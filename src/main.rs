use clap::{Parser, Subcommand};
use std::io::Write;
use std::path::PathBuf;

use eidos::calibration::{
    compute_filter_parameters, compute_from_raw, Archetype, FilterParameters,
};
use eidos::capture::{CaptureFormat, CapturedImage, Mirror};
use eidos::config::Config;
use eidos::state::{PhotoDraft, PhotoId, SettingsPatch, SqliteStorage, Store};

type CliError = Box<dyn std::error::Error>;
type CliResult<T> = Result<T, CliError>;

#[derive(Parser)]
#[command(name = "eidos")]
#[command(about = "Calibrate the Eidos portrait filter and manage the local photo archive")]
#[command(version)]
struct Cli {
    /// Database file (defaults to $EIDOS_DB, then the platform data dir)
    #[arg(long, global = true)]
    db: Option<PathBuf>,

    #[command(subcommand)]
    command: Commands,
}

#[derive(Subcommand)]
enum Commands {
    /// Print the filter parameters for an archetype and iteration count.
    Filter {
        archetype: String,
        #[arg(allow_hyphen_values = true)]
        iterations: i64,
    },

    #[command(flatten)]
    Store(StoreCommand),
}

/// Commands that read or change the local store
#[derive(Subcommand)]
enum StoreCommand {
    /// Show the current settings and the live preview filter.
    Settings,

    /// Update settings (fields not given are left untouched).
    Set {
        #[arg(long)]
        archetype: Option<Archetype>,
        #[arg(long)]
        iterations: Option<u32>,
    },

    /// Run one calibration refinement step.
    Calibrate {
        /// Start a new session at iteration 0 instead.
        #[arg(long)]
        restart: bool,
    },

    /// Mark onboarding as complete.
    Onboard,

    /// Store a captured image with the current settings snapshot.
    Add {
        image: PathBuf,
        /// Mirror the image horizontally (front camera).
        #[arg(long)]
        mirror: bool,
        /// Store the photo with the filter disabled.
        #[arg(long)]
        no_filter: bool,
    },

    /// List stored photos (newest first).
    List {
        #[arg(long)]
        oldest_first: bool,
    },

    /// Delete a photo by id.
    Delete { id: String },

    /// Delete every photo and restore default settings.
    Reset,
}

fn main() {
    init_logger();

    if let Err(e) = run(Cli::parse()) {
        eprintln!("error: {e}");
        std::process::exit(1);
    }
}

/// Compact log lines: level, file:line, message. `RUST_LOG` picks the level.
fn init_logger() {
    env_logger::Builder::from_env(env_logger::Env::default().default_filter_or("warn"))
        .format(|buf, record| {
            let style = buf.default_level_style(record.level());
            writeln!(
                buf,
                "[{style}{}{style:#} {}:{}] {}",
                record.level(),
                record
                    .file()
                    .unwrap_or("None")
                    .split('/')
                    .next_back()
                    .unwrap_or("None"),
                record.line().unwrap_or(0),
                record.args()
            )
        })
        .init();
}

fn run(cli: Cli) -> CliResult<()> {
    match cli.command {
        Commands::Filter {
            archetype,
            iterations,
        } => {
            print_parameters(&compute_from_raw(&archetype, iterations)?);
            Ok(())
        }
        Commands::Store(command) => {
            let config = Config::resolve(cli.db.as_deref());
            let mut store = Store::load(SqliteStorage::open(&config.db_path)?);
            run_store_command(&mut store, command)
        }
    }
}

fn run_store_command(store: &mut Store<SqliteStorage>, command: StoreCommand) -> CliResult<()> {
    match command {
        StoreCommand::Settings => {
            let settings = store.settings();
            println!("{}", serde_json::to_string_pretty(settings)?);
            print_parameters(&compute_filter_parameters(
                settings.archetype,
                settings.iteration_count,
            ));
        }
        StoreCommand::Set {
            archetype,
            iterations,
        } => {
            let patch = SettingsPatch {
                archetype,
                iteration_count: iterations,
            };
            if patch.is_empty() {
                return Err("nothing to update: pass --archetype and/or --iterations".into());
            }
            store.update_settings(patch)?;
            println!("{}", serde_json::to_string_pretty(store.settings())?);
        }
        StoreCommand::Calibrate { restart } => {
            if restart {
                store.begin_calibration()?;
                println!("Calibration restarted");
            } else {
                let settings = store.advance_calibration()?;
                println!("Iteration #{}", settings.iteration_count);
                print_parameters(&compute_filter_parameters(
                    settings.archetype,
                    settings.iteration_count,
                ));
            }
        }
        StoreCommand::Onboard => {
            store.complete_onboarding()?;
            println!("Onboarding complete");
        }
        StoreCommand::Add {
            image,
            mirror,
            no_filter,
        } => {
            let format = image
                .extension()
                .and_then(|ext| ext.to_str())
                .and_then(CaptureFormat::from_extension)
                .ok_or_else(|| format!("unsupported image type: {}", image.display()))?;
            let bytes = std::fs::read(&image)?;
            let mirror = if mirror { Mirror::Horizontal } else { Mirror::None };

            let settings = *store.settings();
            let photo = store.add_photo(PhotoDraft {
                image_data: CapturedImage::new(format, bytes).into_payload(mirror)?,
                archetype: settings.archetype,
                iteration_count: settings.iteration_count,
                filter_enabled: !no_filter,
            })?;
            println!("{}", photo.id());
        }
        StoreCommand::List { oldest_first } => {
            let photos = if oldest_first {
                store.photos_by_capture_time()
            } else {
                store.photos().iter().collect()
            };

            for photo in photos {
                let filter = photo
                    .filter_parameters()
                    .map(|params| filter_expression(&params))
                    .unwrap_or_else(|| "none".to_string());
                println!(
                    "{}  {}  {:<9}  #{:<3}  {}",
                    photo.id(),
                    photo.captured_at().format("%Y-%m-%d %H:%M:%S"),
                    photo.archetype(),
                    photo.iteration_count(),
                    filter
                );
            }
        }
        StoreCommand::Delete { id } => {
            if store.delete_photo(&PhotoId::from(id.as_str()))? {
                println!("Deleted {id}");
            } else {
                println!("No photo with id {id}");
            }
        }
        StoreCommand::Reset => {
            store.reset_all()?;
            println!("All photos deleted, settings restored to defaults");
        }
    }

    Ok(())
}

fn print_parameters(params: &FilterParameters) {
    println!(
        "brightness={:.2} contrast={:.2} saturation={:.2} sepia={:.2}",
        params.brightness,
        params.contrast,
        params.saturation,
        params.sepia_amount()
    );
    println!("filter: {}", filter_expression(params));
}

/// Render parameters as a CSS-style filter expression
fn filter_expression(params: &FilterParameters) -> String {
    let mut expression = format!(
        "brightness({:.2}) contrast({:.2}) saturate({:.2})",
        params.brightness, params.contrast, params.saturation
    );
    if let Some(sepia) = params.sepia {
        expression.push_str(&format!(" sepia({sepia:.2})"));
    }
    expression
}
□ □ □ □ □ □ □
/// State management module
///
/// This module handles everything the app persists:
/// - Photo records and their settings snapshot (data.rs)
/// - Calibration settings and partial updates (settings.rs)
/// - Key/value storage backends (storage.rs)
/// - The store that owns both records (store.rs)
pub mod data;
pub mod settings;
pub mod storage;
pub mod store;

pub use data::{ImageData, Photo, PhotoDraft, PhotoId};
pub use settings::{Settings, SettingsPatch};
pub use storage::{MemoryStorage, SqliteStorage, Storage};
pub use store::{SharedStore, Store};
□ □ □ □ □ □ □
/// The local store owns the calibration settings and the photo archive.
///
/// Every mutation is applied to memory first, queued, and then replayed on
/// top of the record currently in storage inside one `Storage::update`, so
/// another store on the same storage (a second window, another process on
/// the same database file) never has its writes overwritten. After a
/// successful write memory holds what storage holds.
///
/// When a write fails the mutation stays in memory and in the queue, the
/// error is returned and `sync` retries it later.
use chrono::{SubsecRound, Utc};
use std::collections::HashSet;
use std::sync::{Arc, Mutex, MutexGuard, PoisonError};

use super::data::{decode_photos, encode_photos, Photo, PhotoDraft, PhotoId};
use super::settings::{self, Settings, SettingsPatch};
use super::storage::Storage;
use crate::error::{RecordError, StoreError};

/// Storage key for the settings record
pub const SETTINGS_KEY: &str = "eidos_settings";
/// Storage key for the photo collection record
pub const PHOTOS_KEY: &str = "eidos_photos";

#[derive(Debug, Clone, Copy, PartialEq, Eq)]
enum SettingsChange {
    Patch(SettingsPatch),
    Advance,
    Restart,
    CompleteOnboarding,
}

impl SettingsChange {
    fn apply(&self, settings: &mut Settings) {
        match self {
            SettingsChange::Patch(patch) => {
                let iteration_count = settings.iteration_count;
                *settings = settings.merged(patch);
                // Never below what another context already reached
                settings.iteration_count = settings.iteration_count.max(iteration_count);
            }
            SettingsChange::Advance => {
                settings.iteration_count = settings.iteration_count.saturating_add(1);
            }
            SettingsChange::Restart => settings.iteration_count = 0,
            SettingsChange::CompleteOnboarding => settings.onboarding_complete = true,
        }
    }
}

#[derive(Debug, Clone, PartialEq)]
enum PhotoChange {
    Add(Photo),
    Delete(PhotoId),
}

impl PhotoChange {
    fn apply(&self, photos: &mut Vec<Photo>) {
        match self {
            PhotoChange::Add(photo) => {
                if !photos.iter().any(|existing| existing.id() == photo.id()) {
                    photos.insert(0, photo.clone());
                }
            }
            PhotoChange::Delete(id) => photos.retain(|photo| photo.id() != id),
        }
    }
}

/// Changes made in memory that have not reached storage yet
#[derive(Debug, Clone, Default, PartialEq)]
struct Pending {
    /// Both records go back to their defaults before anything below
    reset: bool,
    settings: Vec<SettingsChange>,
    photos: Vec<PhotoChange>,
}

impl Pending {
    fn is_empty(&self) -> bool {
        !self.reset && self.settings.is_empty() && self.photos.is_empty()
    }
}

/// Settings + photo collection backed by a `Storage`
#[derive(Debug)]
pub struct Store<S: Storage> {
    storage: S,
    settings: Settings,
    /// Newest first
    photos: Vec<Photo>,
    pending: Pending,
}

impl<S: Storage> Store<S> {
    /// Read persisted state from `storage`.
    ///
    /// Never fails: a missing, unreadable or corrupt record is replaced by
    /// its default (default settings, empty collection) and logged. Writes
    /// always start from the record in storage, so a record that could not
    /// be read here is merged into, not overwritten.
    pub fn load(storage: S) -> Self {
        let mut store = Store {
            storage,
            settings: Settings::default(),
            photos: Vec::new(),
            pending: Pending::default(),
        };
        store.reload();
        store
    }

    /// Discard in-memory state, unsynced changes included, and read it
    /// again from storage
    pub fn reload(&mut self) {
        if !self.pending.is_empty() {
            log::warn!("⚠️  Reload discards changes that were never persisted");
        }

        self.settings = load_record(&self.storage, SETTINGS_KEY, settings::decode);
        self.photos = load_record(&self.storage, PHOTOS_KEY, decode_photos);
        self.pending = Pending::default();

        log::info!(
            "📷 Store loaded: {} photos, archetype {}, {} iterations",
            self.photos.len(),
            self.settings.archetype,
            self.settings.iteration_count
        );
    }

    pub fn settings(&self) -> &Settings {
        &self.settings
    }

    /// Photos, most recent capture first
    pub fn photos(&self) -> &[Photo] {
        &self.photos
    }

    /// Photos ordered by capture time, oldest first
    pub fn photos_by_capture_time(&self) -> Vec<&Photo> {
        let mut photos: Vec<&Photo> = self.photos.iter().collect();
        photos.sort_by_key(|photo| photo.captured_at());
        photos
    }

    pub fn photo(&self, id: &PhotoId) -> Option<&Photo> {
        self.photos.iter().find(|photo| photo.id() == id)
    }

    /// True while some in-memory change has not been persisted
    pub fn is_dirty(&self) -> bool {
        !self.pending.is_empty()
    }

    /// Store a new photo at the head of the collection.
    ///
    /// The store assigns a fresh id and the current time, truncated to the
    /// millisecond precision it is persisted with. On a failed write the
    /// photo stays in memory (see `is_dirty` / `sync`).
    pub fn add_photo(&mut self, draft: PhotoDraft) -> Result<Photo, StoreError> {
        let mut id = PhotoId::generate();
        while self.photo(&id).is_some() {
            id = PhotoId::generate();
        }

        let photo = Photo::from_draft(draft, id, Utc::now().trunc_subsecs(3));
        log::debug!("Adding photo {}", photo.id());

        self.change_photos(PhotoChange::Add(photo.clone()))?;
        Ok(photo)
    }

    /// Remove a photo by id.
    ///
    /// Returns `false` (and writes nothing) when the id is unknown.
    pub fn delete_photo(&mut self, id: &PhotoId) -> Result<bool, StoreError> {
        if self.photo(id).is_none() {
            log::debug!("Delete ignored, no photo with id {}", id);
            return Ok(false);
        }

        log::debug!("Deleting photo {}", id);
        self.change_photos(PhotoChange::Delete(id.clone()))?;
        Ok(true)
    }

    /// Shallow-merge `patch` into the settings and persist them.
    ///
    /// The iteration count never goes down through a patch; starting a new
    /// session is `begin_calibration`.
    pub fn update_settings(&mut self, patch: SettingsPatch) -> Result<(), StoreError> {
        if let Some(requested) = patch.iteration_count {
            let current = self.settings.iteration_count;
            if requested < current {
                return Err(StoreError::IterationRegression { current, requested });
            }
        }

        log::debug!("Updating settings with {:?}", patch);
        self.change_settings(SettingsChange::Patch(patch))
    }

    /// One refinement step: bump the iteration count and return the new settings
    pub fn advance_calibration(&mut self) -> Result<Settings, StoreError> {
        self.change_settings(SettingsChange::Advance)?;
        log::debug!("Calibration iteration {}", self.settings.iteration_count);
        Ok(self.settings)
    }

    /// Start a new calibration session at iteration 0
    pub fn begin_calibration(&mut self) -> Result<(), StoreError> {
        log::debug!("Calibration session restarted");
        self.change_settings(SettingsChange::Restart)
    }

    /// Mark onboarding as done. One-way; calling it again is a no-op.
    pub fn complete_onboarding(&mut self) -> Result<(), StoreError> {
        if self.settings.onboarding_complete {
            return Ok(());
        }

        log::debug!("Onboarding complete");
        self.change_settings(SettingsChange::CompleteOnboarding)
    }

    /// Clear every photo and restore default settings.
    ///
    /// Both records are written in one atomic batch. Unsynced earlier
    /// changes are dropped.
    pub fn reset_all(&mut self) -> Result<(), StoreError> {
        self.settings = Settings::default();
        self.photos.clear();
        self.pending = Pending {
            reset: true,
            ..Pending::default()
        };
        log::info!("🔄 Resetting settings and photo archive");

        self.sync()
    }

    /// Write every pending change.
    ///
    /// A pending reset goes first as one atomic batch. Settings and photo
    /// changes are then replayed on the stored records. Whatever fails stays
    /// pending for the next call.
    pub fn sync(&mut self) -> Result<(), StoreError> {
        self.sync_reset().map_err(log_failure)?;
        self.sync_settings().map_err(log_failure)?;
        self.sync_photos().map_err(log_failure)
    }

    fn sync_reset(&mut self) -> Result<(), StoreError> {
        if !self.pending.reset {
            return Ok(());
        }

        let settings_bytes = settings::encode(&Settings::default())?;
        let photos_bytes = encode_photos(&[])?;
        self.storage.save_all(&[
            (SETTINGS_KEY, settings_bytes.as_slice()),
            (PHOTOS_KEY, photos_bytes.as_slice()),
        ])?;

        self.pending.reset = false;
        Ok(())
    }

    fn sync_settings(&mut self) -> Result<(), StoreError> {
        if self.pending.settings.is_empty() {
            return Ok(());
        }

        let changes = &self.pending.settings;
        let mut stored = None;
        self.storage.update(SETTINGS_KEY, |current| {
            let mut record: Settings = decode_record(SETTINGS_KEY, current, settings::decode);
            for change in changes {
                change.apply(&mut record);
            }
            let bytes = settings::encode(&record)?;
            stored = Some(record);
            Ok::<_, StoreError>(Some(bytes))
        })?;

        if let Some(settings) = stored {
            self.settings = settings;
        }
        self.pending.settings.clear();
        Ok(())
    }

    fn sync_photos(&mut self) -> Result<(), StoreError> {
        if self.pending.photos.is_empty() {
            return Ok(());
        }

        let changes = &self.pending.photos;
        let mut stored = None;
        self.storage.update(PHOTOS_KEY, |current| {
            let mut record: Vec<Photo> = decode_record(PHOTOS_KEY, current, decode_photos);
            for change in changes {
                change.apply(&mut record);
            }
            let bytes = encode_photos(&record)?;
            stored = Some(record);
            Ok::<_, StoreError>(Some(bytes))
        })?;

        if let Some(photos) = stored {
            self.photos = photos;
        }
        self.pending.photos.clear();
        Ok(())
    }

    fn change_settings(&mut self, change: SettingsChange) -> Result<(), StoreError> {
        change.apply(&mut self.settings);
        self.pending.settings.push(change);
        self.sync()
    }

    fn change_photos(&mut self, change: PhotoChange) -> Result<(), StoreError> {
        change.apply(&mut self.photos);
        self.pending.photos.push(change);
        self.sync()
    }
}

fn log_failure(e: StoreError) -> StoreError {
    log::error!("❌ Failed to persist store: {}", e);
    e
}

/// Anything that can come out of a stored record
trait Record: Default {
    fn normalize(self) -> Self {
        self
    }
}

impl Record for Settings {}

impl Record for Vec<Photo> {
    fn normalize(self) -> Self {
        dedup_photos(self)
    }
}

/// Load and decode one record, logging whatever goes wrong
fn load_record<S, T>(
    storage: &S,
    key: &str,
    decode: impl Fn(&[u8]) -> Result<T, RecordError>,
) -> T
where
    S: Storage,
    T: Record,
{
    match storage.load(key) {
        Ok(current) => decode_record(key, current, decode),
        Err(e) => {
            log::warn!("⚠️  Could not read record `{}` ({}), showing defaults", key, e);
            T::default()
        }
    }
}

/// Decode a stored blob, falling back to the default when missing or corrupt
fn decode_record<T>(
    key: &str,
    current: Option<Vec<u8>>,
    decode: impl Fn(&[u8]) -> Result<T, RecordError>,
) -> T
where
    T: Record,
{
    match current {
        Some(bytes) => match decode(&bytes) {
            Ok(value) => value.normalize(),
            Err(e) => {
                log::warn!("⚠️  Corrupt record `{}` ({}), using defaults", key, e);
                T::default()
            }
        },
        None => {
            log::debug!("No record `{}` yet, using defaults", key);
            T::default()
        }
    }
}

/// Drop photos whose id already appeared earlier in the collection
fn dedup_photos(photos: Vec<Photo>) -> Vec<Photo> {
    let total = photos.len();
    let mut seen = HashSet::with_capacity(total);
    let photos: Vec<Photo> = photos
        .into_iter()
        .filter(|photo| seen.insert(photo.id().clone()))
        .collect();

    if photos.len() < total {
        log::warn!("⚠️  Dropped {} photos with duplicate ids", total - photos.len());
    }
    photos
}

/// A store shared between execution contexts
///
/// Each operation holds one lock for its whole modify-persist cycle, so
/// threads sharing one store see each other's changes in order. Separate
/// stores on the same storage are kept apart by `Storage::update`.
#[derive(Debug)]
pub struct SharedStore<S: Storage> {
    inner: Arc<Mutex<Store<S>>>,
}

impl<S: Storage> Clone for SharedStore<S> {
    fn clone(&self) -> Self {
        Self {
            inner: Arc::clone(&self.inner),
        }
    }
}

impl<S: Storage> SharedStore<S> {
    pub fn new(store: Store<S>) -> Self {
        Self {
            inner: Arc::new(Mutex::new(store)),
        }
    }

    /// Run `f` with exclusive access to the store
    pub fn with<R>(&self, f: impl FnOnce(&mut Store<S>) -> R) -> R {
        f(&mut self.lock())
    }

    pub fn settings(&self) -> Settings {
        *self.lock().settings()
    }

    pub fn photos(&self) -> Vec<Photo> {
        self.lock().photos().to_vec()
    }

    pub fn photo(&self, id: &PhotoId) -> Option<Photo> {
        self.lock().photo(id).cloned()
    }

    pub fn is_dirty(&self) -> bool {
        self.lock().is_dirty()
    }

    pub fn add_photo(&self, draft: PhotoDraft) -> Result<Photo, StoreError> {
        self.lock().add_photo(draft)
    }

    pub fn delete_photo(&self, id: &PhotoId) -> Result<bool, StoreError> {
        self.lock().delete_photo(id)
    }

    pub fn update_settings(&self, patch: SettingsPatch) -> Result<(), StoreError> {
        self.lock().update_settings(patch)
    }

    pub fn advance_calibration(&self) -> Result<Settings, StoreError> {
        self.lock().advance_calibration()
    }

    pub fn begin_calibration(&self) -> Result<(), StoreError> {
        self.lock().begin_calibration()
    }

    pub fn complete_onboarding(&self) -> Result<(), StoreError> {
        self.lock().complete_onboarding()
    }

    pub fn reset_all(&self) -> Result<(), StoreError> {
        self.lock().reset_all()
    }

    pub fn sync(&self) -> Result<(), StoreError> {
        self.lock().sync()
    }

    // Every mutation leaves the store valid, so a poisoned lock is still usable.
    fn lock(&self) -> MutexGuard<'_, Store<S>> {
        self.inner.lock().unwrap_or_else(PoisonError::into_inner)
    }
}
□ □ □ □ □ □ □
What is required
Above are the records; repeat exactly the lines from the one holding "filename src/main.rs" down to the one holding "platform data dir)", end lines included.

Solution for this problem
filename src/main.rs
use clap::{Parser, Subcommand};
use std::io::Write;
use std::path::PathBuf;

use eidos::calibration::{
    compute_filter_parameters, compute_from_raw, Archetype, FilterParameters,
};
use eidos::capture::{CaptureFormat, CapturedImage, Mirror};
use eidos::config::Config;
use eidos::state::{PhotoDraft, PhotoId, SettingsPatch, SqliteStorage, Store};

type CliError = Box<dyn std::error::Error>;
type CliResult<T> = Result<T, CliError>;

#[derive(Parser)]
#[command(name = "eidos")]
#[command(about = "Calibrate the Eidos portrait filter and manage the local photo archive")]
#[command(version)]
struct Cli {
    /// Database file (defaults to $EIDOS_DB, then the platform data dir)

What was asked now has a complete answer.